Generalizing treatment effects with incomplete covariates: Identifying assumptions and multiple imputation algorithms.

We focus on the problem of generalizing a causal effect estimated on a randomized controlled trial (RCT) to a target population described by a set of covariates from observational data. Available methods such as inverse propensity sampling weighting are not designed to handle missing values, which are however common in both data sources. In addition to coupling the assumptions for causal effect identifiability and for the missing values mechanism and to defining appropriate estimation strategies, one difficulty is to consider the specific structure of the data with two sources and treatment and outcome only available in the RCT. We propose three multiple imputation strategies to handle missing values when generalizing treatment effects, each handling the multisource structure of the problem differently (separate imputation, joint imputation with fixed effect, joint imputation ignoring source information). As an alternative to multiple imputation, we also propose a direct estimation approach that treats incomplete covariates as semidiscrete variables.
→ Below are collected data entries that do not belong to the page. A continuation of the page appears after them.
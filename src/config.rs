//! Startup configuration, parsed from CLI flags with environment variable
//! fallbacks via `clap`'s `env` feature — the same `Parser::parse()` idiom
//! the teacher's server binary uses for its own config struct.

use clap::Parser;

#[derive(Debug, Clone, Parser)]
#[command(name = "authority-server", about = "Passkey auth and authorization service")]
pub struct Config {
    /// Filesystem path to the SQLite store.
    #[arg(long, env = "AUTHORITY_DB_PATH", default_value = "authority.db")]
    pub db_path: String,

    /// Base64url-encoded 32-byte HMAC signing key.
    #[arg(long, env = "AUTHORITY_SIGNING_KEY")]
    pub signing_key: Option<String>,

    /// Synthesize a zero-filled signing key when none is configured.
    /// Permitted only for test fixtures (§4.7).
    #[arg(long, env = "AUTHORITY_ALLOW_TEST_KEY", default_value_t = false)]
    pub allow_test_key: bool,

    /// Relying-party identifier (Fido2:ServerDomain), e.g. `example.com`.
    #[arg(long, env = "AUTHORITY_SERVER_DOMAIN")]
    pub server_domain: String,

    /// Comma-separated permitted full origins (Fido2:Origins).
    #[arg(long, env = "AUTHORITY_ORIGINS")]
    pub origins: String,

    /// Acceptable ceremony timestamp skew, milliseconds.
    #[arg(long, env = "AUTHORITY_DRIFT_TOLERANCE_MS", default_value_t = 300_000)]
    pub drift_tolerance_ms: i64,

    /// Default session/token lifetime, seconds.
    #[arg(long, env = "AUTHORITY_SESSION_LIFETIME_SECS", default_value_t = 3600)]
    pub session_lifetime_secs: i64,

    /// Challenge TTL, seconds.
    #[arg(long, env = "AUTHORITY_CHALLENGE_LIFETIME_SECS", default_value_t = 300)]
    pub challenge_lifetime_secs: i64,

    /// Address the HTTP server binds to.
    #[arg(long, env = "AUTHORITY_LISTEN_ADDR", default_value = "0.0.0.0:8080")]
    pub listen_addr: String,

    /// Cadence of the background expired-row sweeper, seconds.
    #[arg(long, env = "AUTHORITY_SWEEP_INTERVAL_SECS", default_value_t = 60)]
    pub sweep_interval_secs: u64,
}

impl Config {
    pub fn origins(&self) -> Vec<String> {
        self.origins.split(',').map(|s| s.trim().to_string()).filter(|s| !s.is_empty()).collect()
    }

    /// Resolve the 32-byte signing key, applying the test-fixture fallback
    /// only when explicitly permitted.
    pub fn resolve_signing_key(&self) -> anyhow::Result<[u8; 32]> {
        match &self.signing_key {
            Some(encoded) => {
                let bytes = crate::codec::decode(encoded)
                    .map_err(|e| anyhow::anyhow!("invalid signing key encoding: {e}"))?;
                if bytes.len() != 32 {
                    anyhow::bail!("signing key must decode to exactly 32 bytes, got {}", bytes.len());
                }
                let mut key = [0u8; 32];
                key.copy_from_slice(&bytes);
                Ok(key)
            }
            None if self.allow_test_key => {
                tracing::warn!("no signing key configured; using zero-filled test key");
                Ok([0u8; 32])
            }
            None => anyhow::bail!(
                "no signing key configured; set --signing-key / AUTHORITY_SIGNING_KEY, or pass \
                 --allow-test-key for local test fixtures"
            ),
        }
    }

    pub fn session_lifetime(&self) -> chrono::Duration {
        chrono::Duration::seconds(self.session_lifetime_secs)
    }

    pub fn challenge_lifetime(&self) -> chrono::Duration {
        chrono::Duration::seconds(self.challenge_lifetime_secs)
    }
}
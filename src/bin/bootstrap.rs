//! Standalone bootstrap binary — seeds default roles and permissions
//! against a store without starting the HTTP gateway. Useful for
//! provisioning a fresh deployment ahead of the first `authority-server`
//! start.

use authority_server::bootstrap;
use authority_server::db::Db;
use clap::Parser;

#[derive(Parser)]
#[command(name = "authority-bootstrap", about = "Seed default roles and permissions")]
struct Args {
    /// Filesystem path to the SQLite store.
    #[arg(long, env = "AUTHORITY_DB_PATH", default_value = "authority.db")]
    db_path: String,
}

fn main() -> anyhow::Result<()> {
    tracing_subscriber::fmt::init();
    let args = Args::parse();

    let db = Db::open(&args.db_path)?;
    bootstrap::seed(&db)?;
    tracing::info!(db_path = %args.db_path, "bootstrap seed complete");
    Ok(())
}
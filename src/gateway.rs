//! Request gateway (§4.6) — the REST surface of §6. Extracts and
//! validates bearer tokens for protected routes, dispatches to the
//! ceremony and authorization engines, and serializes responses. Fails
//! closed: any unexpected error on an authn/authz path becomes 401/500,
//! never a default allow.

use crate::authz::{AuthzEngine, CheckRequest};
use crate::db::Db;
use crate::error::{AuthorityError, AuthorityResult};
use crate::token::{self, Claims, TokenService};
use crate::webauthn::{self, AuthenticateCompleteRequest, RegisterCompleteRequest, RelyingParty};
use axum::extract::{Query, State};
use axum::http::{HeaderMap, StatusCode};
use axum::routing::{get, post};
use axum::{Json, Router};
use serde::{Deserialize, Serialize};
use std::sync::Arc;
use tower_http::cors::CorsLayer;
use tower_http::trace::TraceLayer;

#[derive(Clone)]
pub struct AppState {
    pub db: Arc<Db>,
    pub tokens: Arc<TokenService>,
    pub rp: Arc<RelyingParty>,
    pub session_lifetime: chrono::Duration,
    pub challenge_lifetime: chrono::Duration,
}

pub fn router(state: AppState) -> Router {
    Router::new()
        .route("/health", get(health))
        .route("/auth/register/begin", post(register_begin))
        .route("/auth/register/complete", post(register_complete))
        .route("/auth/login/begin", post(login_begin))
        .route("/auth/login/complete", post(login_complete))
        .route("/auth/session", get(session))
        .route("/auth/logout", post(logout))
        .route("/authz/check", get(authz_check))
        .route("/authz/permissions", get(authz_permissions))
        .route("/authz/evaluate", post(authz_evaluate))
        .layer(TraceLayer::new_for_http())
        .layer(CorsLayer::permissive())
        .with_state(state)
}

async fn health() -> Json<serde_json::Value> {
    Json(serde_json::json!({ "status": "ok" }))
}

/// Authenticate the request's bearer token. Never returns a subject on
/// any failure path — the gateway's fail-closed posture (§4.6). Touches
/// the session's `lastActivityAt` on every successful validation, per the
/// Session entity's lifecycle (§3).
fn authenticate(state: &AppState, headers: &HeaderMap) -> AuthorityResult<Claims> {
    let header_value = headers.get(axum::http::header::AUTHORIZATION).and_then(|v| v.to_str().ok());
    let bearer = token::extract_bearer(header_value).ok_or(AuthorityError::MissingCredential)?;
    let claims = state.tokens.validate(bearer, &state.db, false)?;
    state.db.touch_session_activity(&claims.jti)?;
    Ok(claims)
}

// ─── Registration ──────────────────────────────────────────────────────

#[derive(Deserialize)]
struct RegisterBeginBody {
    email: String,
    #[serde(rename = "displayName")]
    display_name: String,
}

#[derive(Serialize)]
struct CeremonyOptionsBody {
    #[serde(rename = "challengeId")]
    challenge_id: String,
    #[serde(rename = "optionsJson")]
    options_json: String,
}

async fn register_begin(
    State(state): State<AppState>,
    Json(body): Json<RegisterBeginBody>,
) -> AuthorityResult<Json<CeremonyOptionsBody>> {
    if body.email.trim().is_empty() || body.display_name.trim().is_empty() {
        return Err(AuthorityError::BadRequest("email and displayName are required".into()));
    }
    let options = webauthn::begin_registration(
        &state.db,
        &state.rp,
        state.challenge_lifetime,
        &body.email,
        &body.display_name,
    )?;
    Ok(Json(CeremonyOptionsBody { challenge_id: options.challenge_id, options_json: options.options_json }))
}

#[derive(Deserialize)]
struct RegisterCompleteBody {
    #[serde(rename = "challengeId")]
    challenge_id: String,
    #[serde(rename = "credentialId")]
    credential_id: String,
    #[serde(rename = "attestationObject")]
    attestation_object: String,
    #[serde(rename = "clientDataJson")]
    client_data_json: String,
    #[serde(rename = "deviceName")]
    device_name: Option<String>,
}

#[derive(Serialize)]
struct SessionBody {
    token: String,
    #[serde(rename = "expiresAt")]
    expires_at: chrono::DateTime<chrono::Utc>,
}

#[derive(Serialize)]
struct RegisterCompleteResponse {
    #[serde(rename = "userId")]
    user_id: String,
    #[serde(rename = "credentialId")]
    credential_id: String,
    session: SessionBody,
}

async fn register_complete(
    State(state): State<AppState>,
    Json(body): Json<RegisterCompleteBody>,
) -> AuthorityResult<Json<RegisterCompleteResponse>> {
    let result = webauthn::complete_registration(
        &state.db,
        &state.rp,
        &state.tokens,
        state.session_lifetime,
        state.challenge_lifetime,
        &RegisterCompleteRequest {
            challenge_id: &body.challenge_id,
            credential_id: &body.credential_id,
            attestation_object: &body.attestation_object,
            client_data_json: &body.client_data_json,
            device_name: body.device_name.as_deref(),
        },
    )?;
    tracing::info!(user_id = %result.user_id, credential_id = %result.credential_id, "registration complete");
    Ok(Json(RegisterCompleteResponse {
        user_id: result.user_id,
        credential_id: result.credential_id,
        session: SessionBody { token: result.session.token, expires_at: result.session.expires_at },
    }))
}

// ─── Authentication ─────────────────────────────────────────────────────

#[derive(Deserialize, Default)]
struct LoginBeginBody {
    #[allow(dead_code)]
    email: Option<String>,
}

async fn login_begin(
    State(state): State<AppState>,
    body: Option<Json<LoginBeginBody>>,
) -> AuthorityResult<Json<CeremonyOptionsBody>> {
    let _ = body;
    let options = webauthn::begin_authentication(&state.db, &state.rp, state.challenge_lifetime)?;
    Ok(Json(CeremonyOptionsBody { challenge_id: options.challenge_id, options_json: options.options_json }))
}

#[derive(Deserialize)]
struct LoginCompleteBody {
    #[serde(rename = "challengeId")]
    challenge_id: String,
    #[serde(rename = "credentialId")]
    credential_id: String,
    #[serde(rename = "authenticatorData")]
    authenticator_data: String,
    #[serde(rename = "clientDataJson")]
    client_data_json: String,
    signature: String,
    #[serde(rename = "userHandle")]
    user_handle: Option<String>,
}

#[derive(Serialize)]
struct LoginCompleteResponse {
    #[serde(rename = "userId")]
    user_id: String,
    #[serde(rename = "displayName")]
    display_name: String,
    session: SessionBody,
}

async fn login_complete(
    State(state): State<AppState>,
    Json(body): Json<LoginCompleteBody>,
) -> AuthorityResult<Json<LoginCompleteResponse>> {
    let result = webauthn::complete_authentication(
        &state.db,
        &state.rp,
        &state.tokens,
        state.session_lifetime,
        state.challenge_lifetime,
        &AuthenticateCompleteRequest {
            challenge_id: &body.challenge_id,
            credential_id: &body.credential_id,
            authenticator_data: &body.authenticator_data,
            client_data_json: &body.client_data_json,
            signature: &body.signature,
            user_handle: body.user_handle.as_deref(),
        },
    )?;
    tracing::info!(user_id = %result.user_id, "authentication complete");
    Ok(Json(LoginCompleteResponse {
        user_id: result.user_id,
        display_name: result.display_name,
        session: SessionBody { token: result.session.token, expires_at: result.session.expires_at },
    }))
}

// ─── Session & logout ───────────────────────────────────────────────────

#[derive(Serialize)]
struct SessionInfoBody {
    #[serde(rename = "userId")]
    user_id: String,
    #[serde(rename = "displayName")]
    display_name: String,
    email: Option<String>,
    roles: Vec<String>,
    #[serde(rename = "expiresAt")]
    expires_at: chrono::DateTime<chrono::Utc>,
}

async fn session(State(state): State<AppState>, headers: HeaderMap) -> AuthorityResult<Json<SessionInfoBody>> {
    let claims = authenticate(&state, &headers)?;
    Ok(Json(SessionInfoBody {
        user_id: claims.sub,
        display_name: claims.display_name,
        email: claims.email,
        roles: claims.roles,
        expires_at: token::exp_to_datetime(claims.exp),
    }))
}

async fn logout(State(state): State<AppState>, headers: HeaderMap) -> AuthorityResult<StatusCode> {
    let claims = authenticate(&state, &headers)?;
    state.tokens.revoke(&state.db, &claims.jti)?;
    tracing::info!(jti = %claims.jti, "session revoked");
    Ok(StatusCode::NO_CONTENT)
}

// ─── Authorization ──────────────────────────────────────────────────────

#[derive(Deserialize)]
struct CheckQuery {
    permission: Option<String>,
    #[serde(rename = "resourceType")]
    resource_type: Option<String>,
    #[serde(rename = "resourceId")]
    resource_id: Option<String>,
}

#[derive(Serialize)]
struct DecisionBody {
    allowed: bool,
    reason: String,
}

async fn authz_check(
    State(state): State<AppState>,
    headers: HeaderMap,
    Query(query): Query<CheckQuery>,
) -> AuthorityResult<Json<DecisionBody>> {
    let claims = authenticate(&state, &headers)?;
    let permission = query
        .permission
        .filter(|p| !p.is_empty())
        .ok_or_else(|| AuthorityError::BadRequest("missing permission query parameter".into()))?;

    let engine = AuthzEngine::new(&state.db);
    let decision = engine.check(
        &claims.sub,
        &CheckRequest {
            permission: &permission,
            resource_type: query.resource_type.as_deref(),
            resource_id: query.resource_id.as_deref(),
        },
    )?;
    Ok(Json(DecisionBody { allowed: decision.allowed, reason: decision.reason }))
}

#[derive(Serialize)]
struct PermissionsBody {
    permissions: Vec<crate::authz::EffectivePermission>,
}

async fn authz_permissions(
    State(state): State<AppState>,
    headers: HeaderMap,
) -> AuthorityResult<Json<PermissionsBody>> {
    let claims = authenticate(&state, &headers)?;
    let engine = AuthzEngine::new(&state.db);
    let permissions = engine.effective_permissions(&claims.sub)?;
    Ok(Json(PermissionsBody { permissions }))
}

#[derive(Deserialize)]
struct EvaluateCheck {
    permission: String,
    #[serde(rename = "resourceType")]
    resource_type: Option<String>,
    #[serde(rename = "resourceId")]
    resource_id: Option<String>,
}

#[derive(Deserialize)]
struct EvaluateBody {
    checks: Vec<EvaluateCheck>,
}

#[derive(Serialize)]
struct EvaluateResultBody {
    permission: String,
    #[serde(rename = "resourceId", skip_serializing_if = "Option::is_none")]
    resource_id: Option<String>,
    allowed: bool,
}

#[derive(Serialize)]
struct EvaluateResponseBody {
    results: Vec<EvaluateResultBody>,
}

async fn authz_evaluate(
    State(state): State<AppState>,
    headers: HeaderMap,
    Json(body): Json<EvaluateBody>,
) -> AuthorityResult<Json<EvaluateResponseBody>> {
    let claims = authenticate(&state, &headers)?;
    let checks: Vec<CheckRequest> = body
        .checks
        .iter()
        .map(|c| CheckRequest {
            permission: &c.permission,
            resource_type: c.resource_type.as_deref(),
            resource_id: c.resource_id.as_deref(),
        })
        .collect();

    let engine = AuthzEngine::new(&state.db);
    let decisions = engine.evaluate_bulk(&claims.sub, &checks)?;

    let results = body
        .checks
        .iter()
        .zip(decisions.iter())
        .map(|(check, decision)| EvaluateResultBody {
            permission: check.permission.clone(),
            resource_id: check.resource_id.clone(),
            allowed: decision.allowed,
        })
        .collect();
    Ok(Json(EvaluateResponseBody { results }))
}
The multiple imputation strategies and the latter alternative rely on different sets of assumptions concerning the impact of missing values on identifiability. We discuss these assumptions and assess the methods through an extensive simulation study. This work is motivated by the analysis of a large registry of over 20,000 major trauma patients and an RCT studying the effect of tranexamic acid administration on mortality in major trauma patients admitted to intensive care units. The analysis illustrates how the missing values handling can impact the conclusion about the effect generalized from the RCT to the target population.